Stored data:
---+---
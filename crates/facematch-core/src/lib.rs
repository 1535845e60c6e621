//! facematch-core: Face encoding store and nearest-match engine.
//!
//! Holds named face encodings behind a durable backend (SQLite or a JSON
//! file) and classifies probe encodings by Euclidean distance against them.
//! Face detection and encoding are external; see [`encoder::FaceEncoder`].

pub mod backend;
pub mod encoder;
pub mod matcher;
pub mod store;
pub mod types;

use std::path::PathBuf;

pub use backend::{open_backend, BackendError, BackendKind, StoreBackend};
pub use encoder::{EncodingError, FaceEncoder};
pub use matcher::{
    EuclideanMatcher, MatchError, Matcher, DEFAULT_DISTANCE_SCALE, DEFAULT_THRESHOLD,
};
pub use store::{DuplicatePolicy, EncodingStore, RegisterOutcome, StoreConfig, StoreError};
pub use types::{FaceEncoding, MatchResult, Record, DEFAULT_ENCODING_DIM};

/// Default data directory: `$XDG_DATA_HOME/facematch`, falling back to
/// `~/.local/share/facematch`.
pub fn default_data_dir() -> PathBuf {
    std::env::var("XDG_DATA_HOME")
        .map(PathBuf::from)
        .unwrap_or_else(|_| {
            let home = std::env::var("HOME").unwrap_or_else(|_| "/tmp".to_string());
            PathBuf::from(home).join(".local/share")
        })
        .join("facematch")
}

/// Default store path for the given backend.
pub fn default_store_path(kind: BackendKind) -> PathBuf {
    match kind {
        BackendKind::Sqlite => default_data_dir().join("faces.db"),
        BackendKind::Json => default_data_dir().join("faces.json"),
    }
}
//! Single-file JSON persistence.
//!
//! Writes go to a sibling temp file which is fsynced and renamed over the
//! target, so readers see either the old or the new document. Loading also
//! accepts the legacy `faces_data.json` layout, a `{name: {encoding, timestamp}}`
//! map.

use super::{BackendError, StoreBackend};
use crate::types::{FaceEncoding, Record};
use chrono::{DateTime, NaiveDateTime, Utc};
use serde::de::{MapAccess, Visitor};
use serde::{Deserialize, Deserializer, Serialize};
use std::fmt;
use std::io::{BufWriter, Write};
use std::path::{Path, PathBuf};
use std::sync::{Mutex, PoisonError};

const DOCUMENT_VERSION: u32 = 1;

#[derive(Debug, Serialize, Deserialize)]
struct StoreDocument {
    version: u32,
    faces: Vec<Record>,
}

#[derive(Debug, Deserialize)]
struct LegacyEntry {
    encoding: Vec<f32>,
    #[serde(default)]
    timestamp: Option<String>,
}

/// Name-keyed legacy map, kept in file order.
#[derive(Debug)]
struct LegacyMap(Vec<(String, LegacyEntry)>);

impl<'de> Deserialize<'de> for LegacyMap {
    fn deserialize<D: Deserializer<'de>>(deserializer: D) -> Result<Self, D::Error> {
        struct EntriesVisitor;

        impl<'de> Visitor<'de> for EntriesVisitor {
            type Value = LegacyMap;

            fn expecting(&self, f: &mut fmt::Formatter) -> fmt::Result {
                f.write_str("a map of names to face entries")
            }

            fn visit_map<A: MapAccess<'de>>(self, mut map: A) -> Result<LegacyMap, A::Error> {
                let mut entries = Vec::with_capacity(map.size_hint().unwrap_or(0));
                while let Some(entry) = map.next_entry()? {
                    entries.push(entry);
                }
                Ok(LegacyMap(entries))
            }
        }

        deserializer.deserialize_map(EntriesVisitor)
    }
}

#[derive(Debug, Deserialize)]
#[serde(untagged)]
enum AnyDocument {
    Current(StoreDocument),
    Legacy(LegacyMap),
}

pub struct JsonFileBackend {
    path: PathBuf,
    /// Serializes writers on the temp file.
    write_lock: Mutex<()>,
}

impl JsonFileBackend {
    pub fn new(path: &Path) -> Self {
        Self {
            path: path.to_path_buf(),
            write_lock: Mutex::new(()),
        }
    }

    pub fn path(&self) -> &Path {
        &self.path
    }

    fn temp_path(&self) -> PathBuf {
        let mut name = self
            .path
            .file_name()
            .map(|n| n.to_os_string())
            .unwrap_or_else(|| "faces.json".into());
        name.push(".tmp");
        self.path.with_file_name(name)
    }
}

impl StoreBackend for JsonFileBackend {
    fn load(&self) -> Result<Vec<Record>, BackendError> {
        if !self.path.exists() {
            return Ok(Vec::new());
        }
        let raw = std::fs::read_to_string(&self.path)?;
        parse_document(&raw)
    }

    fn persist(&self, records: &[Record]) -> Result<(), BackendError> {
        let _guard = self.write_lock.lock().unwrap_or_else(PoisonError::into_inner);

        if let Some(parent) = self.path.parent() {
            if !parent.as_os_str().is_empty() {
                std::fs::create_dir_all(parent)?;
            }
        }

        let doc = StoreDocument {
            version: DOCUMENT_VERSION,
            faces: records.to_vec(),
        };

        let tmp = self.temp_path();
        let file = std::fs::File::create(&tmp)?;
        let mut writer = BufWriter::new(file);
        serde_json::to_writer_pretty(&mut writer, &doc)?;
        writer.flush()?;
        writer.get_ref().sync_all()?;
        drop(writer);

        std::fs::rename(&tmp, &self.path)?;
        sync_parent_dir(&self.path)?;
        Ok(())
    }

    fn describe(&self) -> String {
        format!("json:{}", self.path.display())
    }
}

/// Parse either the current document layout or the legacy name-keyed map.
///
/// Legacy entries keep their file order (the order they were registered
/// in). Names are trimmed; blank names are skipped and a repeated name
/// replaces the earlier entry in place.
pub fn parse_document(raw: &str) -> Result<Vec<Record>, BackendError> {
    match serde_json::from_str::<AnyDocument>(raw)? {
        AnyDocument::Current(doc) => {
            if doc.version != DOCUMENT_VERSION {
                return Err(BackendError::UnsupportedVersion(doc.version));
            }
            Ok(doc.faces)
        }
        AnyDocument::Legacy(LegacyMap(entries)) => {
            let mut records: Vec<Record> = Vec::with_capacity(entries.len());
            for (raw_name, entry) in entries {
                let name = raw_name.trim();
                if name.is_empty() {
                    tracing::warn!(key = %raw_name, "skipping legacy entry with blank name");
                    continue;
                }
                let registered_at = entry
                    .timestamp
                    .as_deref()
                    .and_then(parse_legacy_timestamp)
                    .unwrap_or_else(Utc::now);
                let record = Record {
                    name: name.to_string(),
                    encoding: FaceEncoding::new(entry.encoding),
                    registered_at,
                };
                match records.iter().position(|r| r.name == record.name) {
                    Some(idx) => records[idx] = record,
                    None => records.push(record),
                }
            }
            Ok(records)
        }
    }
}

/// Make the rename itself durable.
#[cfg(unix)]
fn sync_parent_dir(path: &Path) -> std::io::Result<()> {
    let parent = match path.parent() {
        Some(p) if !p.as_os_str().is_empty() => p,
        _ => Path::new("."),
    };
    std::fs::File::open(parent)?.sync_all()
}

#[cfg(not(unix))]
fn sync_parent_dir(_path: &Path) -> std::io::Result<()> {
    Ok(())
}

/// numpy `datetime64('now')` renders as `2024-05-01T12:30:00` (no zone, UTC).
fn parse_legacy_timestamp(raw: &str) -> Option<DateTime<Utc>> {
    if let Ok(t) = DateTime::parse_from_rfc3339(raw) {
        return Some(t.with_timezone(&Utc));
    }
    NaiveDateTime::parse_from_str(raw, "%Y-%m-%dT%H:%M:%S")
        .ok()
        .map(|t| t.and_utc())
}
use facematch_core::{
    BackendKind, DuplicatePolicy, StoreConfig, DEFAULT_DISTANCE_SCALE, DEFAULT_ENCODING_DIM,
    DEFAULT_THRESHOLD,
};
use std::path::{Path, PathBuf};
use std::time::Duration;

/// Daemon configuration, loaded from environment variables.
#[derive(Debug, Clone)]
pub struct Config {
    /// HTTP listen address (default: 0.0.0.0:5000).
    pub bind: String,
    /// Storage backend kind.
    pub backend: BackendKind,
    /// Path to the database or JSON file.
    pub db_path: PathBuf,
    /// Maximum L2 distance (exclusive) for a positive match.
    pub threshold: f32,
    /// Distance at which confidence reaches zero.
    pub distance_scale: f32,
    /// Required encoding dimensionality.
    pub encoding_dim: usize,
    /// Bound on each persistence operation.
    pub storage_timeout_secs: u64,
    pub duplicate_policy: DuplicatePolicy,
    /// Directory for registration images; `None` disables saving them.
    pub image_dir: Option<PathBuf>,
}

impl Config {
    /// Load configuration from `FACEMATCH_*` environment variables with defaults.
    pub fn from_env() -> Self {
        let backend = env_parse("FACEMATCH_BACKEND", BackendKind::Sqlite);

        let db_path = std::env::var("FACEMATCH_DB_PATH")
            .map(PathBuf::from)
            .unwrap_or_else(|_| facematch_core::default_store_path(backend));

        // Unset: next to the store. Set but empty: disabled.
        let image_dir = match std::env::var("FACEMATCH_IMAGE_DIR") {
            Ok(dir) if dir.trim().is_empty() => None,
            Ok(dir) => Some(PathBuf::from(dir)),
            Err(_) => Some(default_image_dir(&db_path)),
        };

        Self {
            bind: std::env::var("FACEMATCH_BIND").unwrap_or_else(|_| "0.0.0.0:5000".to_string()),
            backend,
            db_path,
            threshold: env_parse("FACEMATCH_THRESHOLD", DEFAULT_THRESHOLD),
            distance_scale: env_parse("FACEMATCH_DISTANCE_SCALE", DEFAULT_DISTANCE_SCALE),
            encoding_dim: env_parse("FACEMATCH_ENCODING_DIM", DEFAULT_ENCODING_DIM),
            storage_timeout_secs: env_parse("FACEMATCH_STORAGE_TIMEOUT_SECS", 5),
            duplicate_policy: env_parse("FACEMATCH_DUPLICATE_POLICY", DuplicatePolicy::Overwrite),
            image_dir,
        }
    }

    pub fn store_config(&self) -> StoreConfig {
        StoreConfig {
            dimension: self.encoding_dim,
            duplicate_policy: self.duplicate_policy,
            io_timeout: Duration::from_secs(self.storage_timeout_secs.max(1)),
        }
    }
}

/// `registered_faces/` beside the store file.
fn default_image_dir(db_path: &Path) -> PathBuf {
    db_path
        .parent()
        .unwrap_or_else(|| Path::new(""))
        .join("registered_faces")
}

/// Parse `key` if set; unset or unparsable values fall back to `default`.
fn env_parse<T: std::str::FromStr>(key: &str, default: T) -> T {
    match std::env::var(key) {
        Ok(raw) => match raw.parse() {
            Ok(v) => v,
            Err(_) => {
                tracing::warn!(key, value = %raw, "ignoring unparsable setting");
                default
            }
        },
        Err(_) => default,
    }
}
---+---
■ What you need to do ■
Please reproduce exactly the lines from the first one of the records above through the line containing "distance against them.", both included, and nothing else.

■ Exercise output ■
filename crates/facematch-core/src/lib.rs
repository 1535845e60c6e621
//! facematch-core: Face encoding store and nearest-match engine.
//!
//! Holds named face encodings behind a durable backend (SQLite or a JSON
//! file) and classifies probe encodings by Euclidean distance against them.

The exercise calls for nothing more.